Heeseung odanın içerisinde gezinmeyi bırakıp bana doğru döndü. Yanıma yaklaşıp koltukta yanıma oturdu. Bana doğru döndü, ellerimi önüne çekip parmaklarımla oynamaya başladı. Ellerimi çekmek istedim fakat sıkıca tutup çekmemi engelledi. Kızmaması için ellerimi rahat bırakıp parmaklarımla ilgilenmesini izin vermek zorunda kaldım.

"Kafan karışık farkındayım fakat bunları çözebiliriz, biliyorsun değil mi?"

Aniden konuşması ile kafamı ona döndürdüm, kafasını eğmiş ilgiliyle parmaklarıma bakıyor ve okşuyordu. Yutkunup, "Çözmek istemiyorum, ayrılmak istiyorum." tedirgince fısıldadım, korkuyordum.

Normal de sevgililer gününde aldığı yüzük olan fakat şu an da boş olan yüzük parmağımı okşadı. Parmağıyla birkaç kere daha okşayıp aniden tırnağını derime bastırdı.

"Ah..."

Ani acı ile elimi kendime çekmeye çalıştım fakat batırdığı tırnağını derime daha çok bastırdı. Tırnağının derimden içeriye girdiğine emindim zira bu acının başka bir açıklaması olamazdı.

"Heeseung bırak, acıyor!" Elimi bir kez daha kendime doğru kuvvetle çekip, koca ellerinden kurtuldum. Parmağıma bakıp cidden küçük bile olsa bir yarık olduğunu fark ettim, sızlıyordu ve hafif hafif de kanamıştı.

Sinirle koltuktan kalkıp eşyalarımı toplamak için dolaba ilerledim. Sinirle bir şeyler geveliyor, hızlı bir şekilde dolaptan eşyalarımı alıyordum.

Terlemiş saçlarım alnıma yapışmıştı ve bu beni iyice sinirlendiriyordu. Hızla saçlarımı geriye atıp, Heeseun'a doğru döndüm ve hırsla bağırdım, "Ayrılmak isteme nedenimi anlıyor musun?"
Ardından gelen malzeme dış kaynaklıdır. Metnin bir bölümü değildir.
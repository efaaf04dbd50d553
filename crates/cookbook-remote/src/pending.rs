use std::collections::HashMap;
use std::sync::atomic::{AtomicU64, Ordering};
use std::sync::Arc;

use tokio::sync::{mpsc, oneshot};

use cookbook_core::RecipeId;

enum Command {
    Claim {
        id: RecipeId,
        ticket: u64,
        reply: oneshot::Sender<bool>,
    },
    Release {
        id: RecipeId,
        ticket: u64,
    },
    #[cfg(test)]
    Snapshot {
        reply: oneshot::Sender<Vec<RecipeId>>,
    },
}

/// Tracks recipes with a favorite toggle in flight.
///
/// The pending set is owned by a single task; handles talk to it over a
/// channel, so no lock is shared between toggles. At most one toggle per
/// recipe id can hold a guard at a time.
///
/// Every claim carries its own ticket and a release only frees the id when
/// the ticket matches, so a claim dropped while waiting for its reply still
/// gives the id back.
#[derive(Clone)]
pub struct PendingToggles {
    tx: mpsc::UnboundedSender<Command>,
    next_ticket: Arc<AtomicU64>,
}

impl PendingToggles {
    /// Spawn the owning task on the current tokio runtime.
    pub fn spawn() -> Self {
        let (tx, rx) = mpsc::unbounded_channel();
        tokio::spawn(run(rx));
        Self {
            tx,
            next_ticket: Arc::new(AtomicU64::new(0)),
        }
    }

    /// Claim `id` for a toggle. Returns `None` if a toggle for the same id
    /// is already in flight.
    pub async fn claim(&self, id: &RecipeId) -> Option<ToggleGuard> {
        let ticket = self.next_ticket.fetch_add(1, Ordering::Relaxed);
        let (reply, rx) = oneshot::channel();
        if self
            .tx
            .send(Command::Claim {
                id: id.clone(),
                ticket,
                reply,
            })
            .is_err()
        {
            tracing::error!("Pending toggle tracker has stopped");
            return None;
        }

        // Armed from here on: dropping this future releases the claim.
        let guard = ToggleGuard {
            id: id.clone(),
            ticket,
            tx: self.tx.clone(),
        };

        match rx.await {
            Ok(true) => Some(guard),
            Ok(false) => None,
            Err(_) => {
                tracing::error!("Pending toggle tracker dropped a claim for {}", id);
                None
            }
        }
    }

    /// Ids that currently hold a claim, in no particular order.
    #[cfg(test)]
    async fn pending(&self) -> Vec<RecipeId> {
        let (reply, rx) = oneshot::channel();
        if self.tx.send(Command::Snapshot { reply }).is_err() {
            return Vec::new();
        }
        rx.await.unwrap_or_default()
    }
}

async fn run(mut rx: mpsc::UnboundedReceiver<Command>) {
    let mut pending: HashMap<RecipeId, u64> = HashMap::new();

    while let Some(command) = rx.recv().await {
        match command {
            Command::Claim { id, ticket, reply } => {
                let granted = !pending.contains_key(&id);
                if granted {
                    pending.insert(id, ticket);
                }
                let _ = reply.send(granted);
            }
            Command::Release { id, ticket } => {
                if pending.get(&id) == Some(&ticket) {
                    pending.remove(&id);
                }
            }
            #[cfg(test)]
            Command::Snapshot { reply } => {
                let _ = reply.send(pending.keys().cloned().collect());
            }
        }
    }
}

/// Held while a toggle for one recipe is in flight. Releases on drop.
pub struct ToggleGuard {
    id: RecipeId,
    ticket: u64,
    tx: mpsc::UnboundedSender<Command>,
}

impl ToggleGuard {
    pub fn id(&self) -> &RecipeId {
        &self.id
    }
}

impl Drop for ToggleGuard {
    fn drop(&mut self) {
        let _ = self.tx.send(Command::Release {
            id: self.id.clone(),
            ticket: self.ticket,
        });
    }
}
Ellerim titriyor, dolaptan çıkarttığım kıyafetleri benim mi diye bakmadan çantama dolduruyordum. Gitmek istiyordum, evime gidip uyumak istiyordum. Sakinleşince de tekrardan onunla konuşmak için dönmem gerekiyordu çünkü ikimiz de böyle bir sonu hak etmiyorduk.

"Ben ayrılmak istemiyorum."

Oldukça sakin ve umursamaz hâlde söylediği kelimeler ile ona döndüm. Başım ağrıyordu ve açtım. Ayrıca şu an çok gergindim. Onunla saatlerce kavga edecek gücüm normalde yokken bu hâldeyken hiç şansım yoktu.